Amour au cœur déjà me fait sentir

Des ans passés un honteux repentir

Qui me faisait ignorer sa puissance :

Déjà en moi je me sens accusé

D'ainsi avouer de ma vie abusé,

Me repaissant de fausse jouissance.

 

J'étais content, mais pour rien ne vouloir ;

J'étais joyeux de point ne me douloir ;

Mon heur passait sans que je l'aperçusse,

Je jouissais en l'ombre de mon bien

Sans m'en sentir, sans entendre combien

Et sans avouer à qui le gré j'en susse.

 

J'ai maintenant en quoi me réjouir,

Je vois de quoi je désire jouir,

Amour me fait mon heur apercevable.

Au gré de lui je me suis asservi,

Mais je connais que plus libre j'en vis,

Et du tout suis à l'Amour redevable.

 

Tout seul j'étais muni de mon effort,

Dedans moi seul trouvais mon réconfort

A moi tout seul de moi je rendais compte ;

Mais ores, mon bien départi plus en croit,

M'être amoindri m'est renfort et surcroît,

 

... Non le plus soyeux des aériens souffleurs

Fait sur la Terre épanouir tant de fleurs

A l'arriver de la première année,

Non des oiseaux, sur les arbres branchez,

Tant de fredons gaiement sont tranchez

Lors que leur flamme est nouvellement née ;

 

Non l'Océan, au Soleil rayonnant,

Au vent posé va plus doux sillonnant

Ses flots traits d'égales entresuites,

Qu'Amour m'émeut de désireux plaisirs

D'avis joyeux et de plaisants désirs

Et gaietés près à près introduites.

 

Bénis destins qui par leurs cours secrets

Ont ordonné de mes ans les degrés

Me réservant à si grand'connaissance !

Bénit cent fois le jour qui reluisait

Et l'Astre encor qui le favorisait

Quand il me fut cause de renaissance.

 

Alors qu'en moi, et en plus de cent lieux,

J'ai repris vie, et surtout en ces yeux

Qui aux splendeurs de ce beau corps éclairent.

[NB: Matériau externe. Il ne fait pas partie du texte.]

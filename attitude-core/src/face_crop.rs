//! Optional face-cropping stage.
//!
//! The face detector itself is an external collaborator; this module owns its
//! contract, the best-candidate selection rule, and the crop geometry. Any
//! detector problem (an error, zero candidates, or a box that degenerates
//! after clamping) silently falls back to the uncropped image. That fallback
//! is documented behavior, not a gap: classification proceeds on the full
//! frame and the caller is never told the crop was skipped.

use std::sync::Arc;

use anyhow::Result;
use image::{DynamicImage, GenericImageView, imageops};
use log::{debug, info};

/// Axis-aligned face bounding box in source-image pixels, as reported by the
/// detector. Offsets may be negative; crop code clamps to image bounds.
#[derive(Debug, Clone, Copy, PartialEq, Eq)]
pub struct FaceBox {
    /// Left edge, may be negative.
    pub x: i32,
    /// Top edge, may be negative.
    pub y: i32,
    /// Box width in pixels.
    pub width: i32,
    /// Box height in pixels.
    pub height: i32,
}

/// One face candidate from the detector: a bounding box plus its confidence.
#[derive(Debug, Clone, Copy, PartialEq)]
pub struct FaceCandidate {
    /// The candidate's bounding box.
    pub bbox: FaceBox,
    /// The detector's confidence for this candidate.
    pub confidence: f32,
}

/// Contract of the external face detector collaborator.
pub trait FaceDetector: Send + Sync + std::fmt::Debug {
    /// Detect faces in the image, returning zero or more candidates in the
    /// detector's own order. The order matters: it breaks confidence ties.
    fn detect(&self, image: &DynamicImage) -> Result<Vec<FaceCandidate>>;
}

/// Resolve the optional cropping stage once at startup.
///
/// The stage is active only when configuration enables it and a detector
/// implementation is actually available; a missing detector downgrades the
/// stage to disabled rather than surprising callers at request time.
pub fn resolve_face_stage(
    enabled: bool,
    detector: Option<Arc<dyn FaceDetector>>,
) -> Option<Arc<dyn FaceDetector>> {
    match (enabled, detector) {
        (true, Some(detector)) => Some(detector),
        (true, None) => {
            info!("face detection enabled in settings but no detector is available; stage disabled");
            None
        }
        (false, _) => None,
    }
}

/// Crop the highest-confidence face out of `image`.
///
/// Ties are broken by first occurrence in the detector's output order. The
/// selected box is clamped to the image bounds before slicing. Zero
/// candidates, a detector failure, or a degenerate clamped region all return
/// the original image unchanged.
pub fn crop_best_face(image: &DynamicImage, detector: &dyn FaceDetector) -> DynamicImage {
    let candidates = match detector.detect(image) {
        Ok(candidates) => candidates,
        Err(err) => {
            debug!("face detector failed, using full image: {err:#}");
            return image.clone();
        }
    };

    let Some(best) = select_best(&candidates) else {
        debug!("face detector returned no candidates, using full image");
        return image.clone();
    };

    match clamp_to_image(best.bbox, image.dimensions()) {
        Some((x, y, width, height)) => {
            debug!(
                "cropping face at ({x}, {y}) {width}x{height} (confidence {:.3})",
                best.confidence
            );
            DynamicImage::ImageRgba8(imageops::crop_imm(image, x, y, width, height).to_image())
        }
        None => {
            debug!("face box degenerate after clamping, using full image");
            image.clone()
        }
    }
}

/// Maximum confidence wins; a strict-greater comparison keeps the earliest
/// candidate on ties.
fn select_best(candidates: &[FaceCandidate]) -> Option<&FaceCandidate> {
    let mut best: Option<&FaceCandidate> = None;
    for candidate in candidates {
        let replace = match best {
            Some(current) => candidate.confidence > current.confidence,
            None => true,
        };
        if replace {
            best = Some(candidate);
        }
    }
    best
}

/// Clamp a detector box to image bounds: negative offsets clamp to zero and
/// extents clamp to the image edges. Returns `None` when nothing remains.
fn clamp_to_image(bbox: FaceBox, (img_w, img_h): (u32, u32)) -> Option<(u32, u32, u32, u32)> {
    let x1 = i64::from(bbox.x).max(0);
    let y1 = i64::from(bbox.y).max(0);
    let x2 = (i64::from(bbox.x) + i64::from(bbox.width)).min(i64::from(img_w));
    let y2 = (i64::from(bbox.y) + i64::from(bbox.height)).min(i64::from(img_h));

    if x2 <= x1 || y2 <= y1 {
        return None;
    }
    Some((x1 as u32, y1 as u32, (x2 - x1) as u32, (y2 - y1) as u32))
}
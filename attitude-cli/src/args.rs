//! Command-line argument definitions for attitude-cli.

use clap::{ArgAction, Parser};
use std::path::PathBuf;

/// Classify the attitude expressed in a photograph.
#[derive(Debug, Parser)]
#[command(author, version, about)]
pub struct ClassifyArgs {
    /// Path to the image file to classify.
    #[arg(short, long, required_unless_present = "health")]
    pub input: Option<PathBuf>,

    /// Path to the attitude classifier ONNX model (overrides settings and
    /// the MODEL_PATH environment variable).
    #[arg(short, long)]
    pub model: Option<PathBuf>,

    /// Optional settings JSON (defaults to built-in parameters).
    #[arg(long)]
    pub config: Option<PathBuf>,

    /// Override the square input size the model expects (pixels).
    #[arg(long)]
    pub size: Option<u32>,

    /// Request the face-cropping stage before classification. A silent no-op
    /// when face detection is disabled by configuration.
    #[arg(long, action = ArgAction::SetTrue)]
    pub detect_face: bool,

    /// Write the prediction to a JSON file instead of stdout.
    #[arg(long)]
    pub json: Option<PathBuf>,

    /// Print the model readiness report as JSON and exit.
    #[arg(long, action = ArgAction::SetTrue)]
    pub health: bool,
}
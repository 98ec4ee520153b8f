//! Pins — hubs as the navigator sees them.

use bitflags::bitflags;

use crate::hub::Hub;
use crate::intel::Entity;
use crate::netenv::Location;

bitflags! {
    /// Routing-relevant state of a pin. Updated only through the map, so
    /// matchers always evaluate a consistent snapshot.
    #[derive(Debug, Clone, Copy, PartialEq, Eq, Default)]
    pub struct PinState: u32 {
        const REACHABLE = 1 << 0;
        const ACTIVE = 1 << 1;
        const TRUSTED = 1 << 2;
        const CONNECTIVITY_ISSUES = 1 << 3;
        const USAGE_AS_HOME_DISCOURAGED = 1 << 4;
        const USAGE_AS_DESTINATION_DISCOURAGED = 1 << 5;
        const OFFLINE = 1 << 6;
        const FAILING = 1 << 7;

        /// States a hub should have to be considered at all.
        const SUMMARY_REGARD = Self::REACHABLE.bits() | Self::ACTIVE.bits();
        /// States that disqualify a hub outright.
        const SUMMARY_DISREGARD = Self::OFFLINE.bits() | Self::FAILING.bits();
    }
}

impl PinState {
    /// All required bits present.
    pub fn has(self, required: PinState) -> bool {
        self.contains(required)
    }

    /// At least one of the given bits present.
    pub fn has_any_of(self, states: PinState) -> bool {
        self.intersects(states)
    }
}

/// A hub record in the navigator's map.
#[derive(Debug, Clone)]
pub struct Pin {
    pub hub: Hub,
    /// Network identity derived from the hub's v4 address, if any.
    pub entity_v4: Option<Entity>,
    /// Network identity derived from the hub's v6 address, if any.
    pub entity_v6: Option<Entity>,
    /// Owner identity confirmed out of band; empty means unverified.
    pub verified_owner: Option<String>,
    pub state: PinState,
    pub location_v4: Option<Location>,
    pub location_v6: Option<Location>,
}

impl Pin {
    pub fn new(hub: Hub) -> Self {
        Self {
            hub,
            entity_v4: None,
            entity_v6: None,
            verified_owner: None,
            state: PinState::empty(),
            location_v4: None,
            location_v6: None,
        }
    }

    /// Shortest distance from this pin to any of the given locations, in
    /// kilometers. Pins without comparable location data sort last.
    pub fn proximity_to(&self, v4: Option<&Location>, v6: Option<&Location>) -> f64 {
        let mut best = f64::INFINITY;
        if let (Some(here), Some(there)) = (v4, self.location_v4.as_ref()) {
            best = best.min(here.distance_km(there));
        }
        if let (Some(here), Some(there)) = (v6, self.location_v6.as_ref()) {
            best = best.min(here.distance_km(there));
        }
        best
    }
}
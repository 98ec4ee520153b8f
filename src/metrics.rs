//! Metric name constants.
//!
//! All metric names live here so call sites cannot typo them and renames
//! stay centralized. Registration and exporters are the host's concern;
//! the fabric only records through the `metrics` facade.

/// Frames read off crane transports (counter).
pub const CRANE_FRAMES_IN: &str = "fairway_crane_frames_in_total";
/// Frames written to crane transports (counter).
pub const CRANE_FRAMES_OUT: &str = "fairway_crane_frames_out_total";
/// Payload bytes read off crane transports (counter).
pub const CRANE_BYTES_IN: &str = "fairway_crane_bytes_in_total";
/// Payload bytes written to crane transports (counter).
pub const CRANE_BYTES_OUT: &str = "fairway_crane_bytes_out_total";

/// Terminals currently registered across all cranes, controller included
/// (gauge).
pub const TERMINALS_ACTIVE: &str = "fairway_terminals_active";

/// Issued-but-unfinished scheduler units (gauge, sampled by the sweeper).
pub const UNITS_IN_FLIGHT: &str = "fairway_units_in_flight";

/// Lanes established by optimisation passes (counter).
pub const LANES_ESTABLISHED: &str = "fairway_lanes_established_total";
/// Cranes marked for retirement by optimisation passes (counter).
pub const CRANES_RETIRED: &str = "fairway_cranes_retired_total";
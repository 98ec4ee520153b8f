//! The navigator — the routing brain of the fabric.
//!
//! A [`Map`] of [`Pin`]s describes every known hub; [`Options`] compile
//! into policy matchers over them; `optimize` turns the map into lane
//! suggestions the captain acts on.

mod map;
mod optimize;
mod options;
mod pin;
mod route;

pub use map::{HomeRef, Map, MapError, DEFAULT_ROUTING_PROFILE};
pub use optimize::{OptimizationResult, SuggestedConnection};
pub use options::{HubType, Options, PinMatcher};
pub use pin::{Pin, PinState};
pub use route::{Route, ROUTING_PROFILE_PRIVACY};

Ce sont les yeux, de ma foi le gardien

Tel qu'obtenir je n'espère nul don

Plus assuré que celui qu'ils déclarent

 

Je veux penser, sans plus, à l'avenir,

Des ans passés perdre le souvenir

Et de ma vie au compte les déduire.

Mon songe obscur, d'un beau réveil vaincu,

Me fait juger que ce que j'ai vécu

Etait la nuit du jour qui devait luire.